Report back each line of the data that contains the word "AcceptedBatch".
BEGIN DATA SHOWN
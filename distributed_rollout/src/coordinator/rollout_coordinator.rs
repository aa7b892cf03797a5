//! Rollout coordinator: broadcast, filter, quorum.
//!
//! One collection round:
//!
//! ```text
//! collect(request)
//!   │
//!   ├─ broadcast Rollout(rollout_index, segment_index) to every peer
//!   │
//!   └─ Collect iterator, per next():
//!        while finished < required_finishes:
//!          receive ──> wrong rollout_index ............ drop
//!                  ──> segment matches ................ finished += 1, yield
//!                  ──> stale segment, keep stale ...... yield (not counted)
//!                  ──> stale segment, discard stale ... drop
//! ```
//!
//! Results left in the inbox once quorum is reached stay queued; the next
//! round drops them by rollout index.

use super::config::CoordinatorConfig;
use super::error::CoordinatorError;
use crate::messages::{Envelope, ParamMap, PeerCommand, PeerId, RolloutInstruction, RolloutResult};
use crate::metrics::CollectionMetrics;
use crate::transport::{Transport, TransportError};
use std::iter::FusedIterator;
use std::marker::PhantomData;

/// Parameters of one collection round.
#[derive(Debug, Clone, PartialEq)]
pub struct CollectRequest<M> {
    /// Rollout (episode) index results must carry
    pub rollout_index: u64,
    /// Segment index results must carry to count toward quorum
    pub segment_index: u64,
    /// Environment steps each peer should take
    pub num_steps: usize,
    /// Model snapshot sent to the peers
    pub models: Option<M>,
    /// Exploration parameters sent to the peers
    pub exploration_params: Option<ParamMap>,
    /// Matching results that end the round; `None` waits for every peer
    pub required_finishes: Option<usize>,
    /// Drop results from an earlier segment of the same rollout
    pub discard_stale: bool,
    /// Ask peers to attach environment metrics
    pub return_env_metrics: bool,
}

impl<M> CollectRequest<M> {
    /// Request `num_steps` steps for the given round.
    pub fn new(rollout_index: u64, segment_index: u64, num_steps: usize) -> Self {
        Self {
            rollout_index,
            segment_index,
            num_steps,
            models: None,
            exploration_params: None,
            required_finishes: None,
            discard_stale: true,
            return_env_metrics: false,
        }
    }

    /// Send a model snapshot with the instruction.
    pub fn with_models(mut self, models: M) -> Self {
        self.models = Some(models);
        self
    }

    /// Send exploration parameters with the instruction.
    pub fn with_exploration_params(mut self, params: ParamMap) -> Self {
        self.exploration_params = Some(params);
        self
    }

    /// End the round after `n` matching results.
    pub fn with_required_finishes(mut self, n: usize) -> Self {
        self.required_finishes = Some(n);
        self
    }

    /// Set whether stale-segment results are dropped.
    pub fn with_discard_stale(mut self, discard: bool) -> Self {
        self.discard_stale = discard;
        self
    }

    /// Set whether peers attach environment metrics.
    pub fn with_return_env_metrics(mut self, enabled: bool) -> Self {
        self.return_env_metrics = enabled;
        self
    }

    fn instruction(self) -> RolloutInstruction<M> {
        RolloutInstruction {
            rollout_index: self.rollout_index,
            segment_index: self.segment_index,
            num_steps: self.num_steps,
            models: self.models,
            exploration_params: self.exploration_params,
            return_env_metrics: self.return_env_metrics,
        }
    }
}

/// A result accepted during a collection round.
#[derive(Debug, Clone, PartialEq)]
pub struct AcceptedBatch<E> {
    /// Experience batch sent by the peer
    pub experiences: E,
    /// Whether the peer's episode ended
    pub env_end: bool,
    /// Peer that sent the batch
    pub source: PeerId,
    /// Segment the batch belongs to; differs from the request for stale batches
    pub segment_index: u64,
    /// Environment metrics, if the peer attached any
    pub env_metrics: Option<ParamMap>,
}

impl<E> AcceptedBatch<E> {
    /// Split into `(experiences, env_end)`.
    pub fn into_pair(self) -> (E, bool) {
        (self.experiences, self.env_end)
    }
}

impl<E> From<AcceptedBatch<E>> for (E, bool) {
    fn from(batch: AcceptedBatch<E>) -> Self {
        batch.into_pair()
    }
}

/// Issues rollout instructions to a peer group and streams back the results.
///
/// `T` is the transport, `M` the model snapshot type and `E` the experience
/// batch type.
pub struct RolloutCoordinator<T, M, E> {
    config: CoordinatorConfig,
    transport: T,
    peers: Vec<PeerId>,
    metrics: CollectionMetrics,
    _marker: PhantomData<fn() -> (M, E)>,
}

impl<T, M, E> RolloutCoordinator<T, M, E>
where
    T: Transport<M, E>,
{
    /// Validate `config` and resolve the peer group through `transport`.
    ///
    /// Peer liveness is not checked.
    pub fn new(config: CoordinatorConfig, transport: T) -> Result<Self, CoordinatorError> {
        config.validate()?;

        let peers = transport.peers(&config.peer_role)?;
        if peers.len() != config.num_peers {
            return Err(CoordinatorError::PeerCountMismatch {
                role: config.peer_role.clone(),
                expected: config.num_peers,
                actual: peers.len(),
            });
        }

        log::info!(
            "Coordinator {} ready for group '{}' with {} '{}' peers",
            transport.node(),
            config.group_name,
            peers.len(),
            config.peer_role
        );

        Ok(Self {
            config,
            transport,
            peers,
            metrics: CollectionMetrics::new(),
            _marker: PhantomData,
        })
    }

    /// Broadcast a rollout instruction and return the stream of accepted batches.
    ///
    /// The returned iterator blocks on the transport in `next()`. It ends once
    /// `required_finishes` results with the requested segment index have
    /// arrived, or after yielding a transport error.
    pub fn collect(
        &mut self,
        request: CollectRequest<M>,
    ) -> Result<Collect<'_, T, M, E>, CoordinatorError> {
        let required_finishes = request.required_finishes.unwrap_or(self.peers.len());
        let discard_stale = request.discard_stale;
        let instruction = request.instruction();

        if self.config.log_env_metrics {
            log::info!(
                "Rollout {} segment {}: {} steps, exploration {:?}",
                instruction.rollout_index,
                instruction.segment_index,
                instruction.num_steps,
                instruction.exploration_params
            );
        }

        let rollout_index = instruction.rollout_index;
        let segment_index = instruction.segment_index;
        self.transport
            .broadcast(&self.config.peer_role, PeerCommand::Rollout(instruction))?;

        log::debug!(
            "Collecting rollout {} segment {} from {} peers, quorum {}",
            rollout_index,
            segment_index,
            self.peers.len(),
            required_finishes
        );

        Ok(Collect {
            coordinator: self,
            rollout_index,
            segment_index,
            required_finishes,
            discard_stale,
            finished: 0,
            closed: false,
        })
    }

    /// Tell every peer to shut down.
    ///
    /// One-way; delivery failures are logged and otherwise ignored, so this
    /// can be called more than once.
    pub fn exit(&self) {
        match self.transport.broadcast(&self.config.peer_role, PeerCommand::Exit) {
            Ok(()) => log::info!("Sent exit to {} peers", self.peers.len()),
            Err(e) => log::warn!("Exit broadcast failed: {}", e),
        }
    }
}

impl<T, M, E> RolloutCoordinator<T, M, E> {
    /// Cumulative counters over all accepted results.
    pub fn metrics(&self) -> &CollectionMetrics {
        &self.metrics
    }

    /// Peers resolved at construction.
    pub fn peers(&self) -> &[PeerId] {
        &self.peers
    }

    /// Number of peers in the group.
    pub fn num_peers(&self) -> usize {
        self.peers.len()
    }

    /// Coordinator configuration.
    pub fn config(&self) -> &CoordinatorConfig {
        &self.config
    }

    /// Borrow the transport.
    pub fn transport(&self) -> &T {
        &self.transport
    }

    fn record(&mut self, source: &PeerId, result: &RolloutResult<E>) {
        self.metrics
            .record_result(result.num_experiences, result.num_steps);

        if result.env_end {
            if let Some(reward) = result.total_reward {
                let total = self.metrics.record_episode_reward(source, reward);
                log::info!(
                    "Env {} finished rollout {} with reward {:.3} (total {:.3})",
                    source,
                    result.rollout_index,
                    reward,
                    total
                );
            }
        }
    }
}

/// Stream of accepted batches for one collection round.
///
/// Holds the coordinator mutably, so a second round cannot start until this
/// one is dropped.
pub struct Collect<'a, T, M, E> {
    coordinator: &'a mut RolloutCoordinator<T, M, E>,
    rollout_index: u64,
    segment_index: u64,
    required_finishes: usize,
    discard_stale: bool,
    finished: usize,
    closed: bool,
}

impl<'a, T, M, E> Collect<'a, T, M, E> {
    /// Results with the requested segment index received so far.
    pub fn finished(&self) -> usize {
        self.finished
    }

    /// Matching results that end the round.
    pub fn required_finishes(&self) -> usize {
        self.required_finishes
    }

    /// Whether the round is over.
    pub fn is_done(&self) -> bool {
        self.closed || self.finished >= self.required_finishes
    }

    fn accept(&mut self, envelope: Envelope<RolloutResult<E>>) -> Option<AcceptedBatch<E>> {
        let Envelope { source, body: result, .. } = envelope;

        if result.rollout_index != self.rollout_index {
            log::debug!(
                "Dropped result from {} for rollout {} (collecting rollout {})",
                source,
                result.rollout_index,
                self.rollout_index
            );
            return None;
        }

        if self.coordinator.config.log_env_metrics {
            if let Some(env_metrics) = &result.env_metrics {
                log::info!(
                    "Env metrics from {} (rollout {} segment {}): {:?}",
                    source,
                    result.rollout_index,
                    result.segment_index,
                    env_metrics
                );
            }
        }

        if result.segment_index == self.segment_index {
            self.finished += 1;
        } else if self.discard_stale {
            log::debug!(
                "Dropped stale result from {} for segment {} (collecting segment {})",
                source,
                result.segment_index,
                self.segment_index
            );
            return None;
        }

        self.coordinator.record(&source, &result);

        Some(AcceptedBatch {
            experiences: result.experiences,
            env_end: result.env_end,
            source,
            segment_index: result.segment_index,
            env_metrics: result.env_metrics,
        })
    }
}

impl<'a, T, M, E> Iterator for Collect<'a, T, M, E>
where
    T: Transport<M, E>,
{
    type Item = Result<AcceptedBatch<E>, TransportError>;

    fn next(&mut self) -> Option<Self::Item> {
        while !self.is_done() {
            match self.coordinator.transport.receive() {
                Ok(envelope) => {
                    if let Some(batch) = self.accept(envelope) {
                        return Some(Ok(batch));
                    }
                }
                Err(e) => {
                    log::warn!(
                        "Transport closed while collecting rollout {} segment {}: {}",
                        self.rollout_index,
                        self.segment_index,
                        e
                    );
                    self.closed = true;
                    return Some(Err(e));
                }
            }
        }
        None
    }
}

impl<'a, T, M, E> FusedIterator for Collect<'a, T, M, E> where T: Transport<M, E> {}
//! Configuration for the rollout coordinator.

use serde::{Deserialize, Serialize};
use std::fmt;

/// Role label peers register under unless configured otherwise.
pub const DEFAULT_PEER_ROLE: &str = "actor";

/// Configuration validation error.
#[derive(Debug, Clone, PartialEq)]
pub enum ConfigError {
    /// A count parameter must be positive.
    InvalidCount {
        field: &'static str,
        value: usize,
    },
    /// A name parameter must not be empty.
    EmptyField {
        field: &'static str,
    },
}

impl fmt::Display for ConfigError {
    fn fmt(&self, f: &mut fmt::Formatter<'_>) -> fmt::Result {
        match self {
            ConfigError::InvalidCount { field, value } => {
                write!(f, "{} must be > 0, got {}", field, value)
            }
            ConfigError::EmptyField { field } => write!(f, "{} must not be empty", field),
        }
    }
}

impl std::error::Error for ConfigError {}

/// Configuration for a [`RolloutCoordinator`](super::RolloutCoordinator).
#[derive(Debug, Clone, PartialEq, Serialize, Deserialize)]
pub struct CoordinatorConfig {
    /// Name of the group the coordinator and its peers belong to
    pub group_name: String,
    /// Expected number of peers carrying `peer_role`
    pub num_peers: usize,
    /// Role label the peers are registered under
    pub peer_role: String,
    /// Log rollout headers and per-result environment metrics at info level
    pub log_env_metrics: bool,
}

impl CoordinatorConfig {
    /// Create a config for `num_peers` peers under the default role.
    pub fn new(group_name: impl Into<String>, num_peers: usize) -> Self {
        Self {
            group_name: group_name.into(),
            num_peers,
            peer_role: DEFAULT_PEER_ROLE.to_string(),
            log_env_metrics: false,
        }
    }

    /// Set the peer role label.
    pub fn with_peer_role(mut self, role: impl Into<String>) -> Self {
        self.peer_role = role.into();
        self
    }

    /// Enable or disable environment metric logging.
    pub fn with_log_env_metrics(mut self, enabled: bool) -> Self {
        self.log_env_metrics = enabled;
        self
    }

    /// Validate all configuration parameters.
    pub fn validate(&self) -> Result<(), ConfigError> {
        if self.group_name.is_empty() {
            return Err(ConfigError::EmptyField {
                field: "group_name",
            });
        }
        if self.peer_role.is_empty() {
            return Err(ConfigError::EmptyField { field: "peer_role" });
        }
        if self.num_peers == 0 {
            return Err(ConfigError::InvalidCount {
                field: "num_peers",
                value: 0,
            });
        }
        Ok(())
    }
}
END DATA SHOWN
### [SOLVED EXERCISE]
pub struct AcceptedBatch<E> {
impl<E> AcceptedBatch<E> {
impl<E> From<AcceptedBatch<E>> for (E, bool) {
    fn from(batch: AcceptedBatch<E>) -> Self {
    fn accept(&mut self, envelope: Envelope<RolloutResult<E>>) -> Option<AcceptedBatch<E>> {
        Some(AcceptedBatch {
    type Item = Result<AcceptedBatch<E>, TransportError>;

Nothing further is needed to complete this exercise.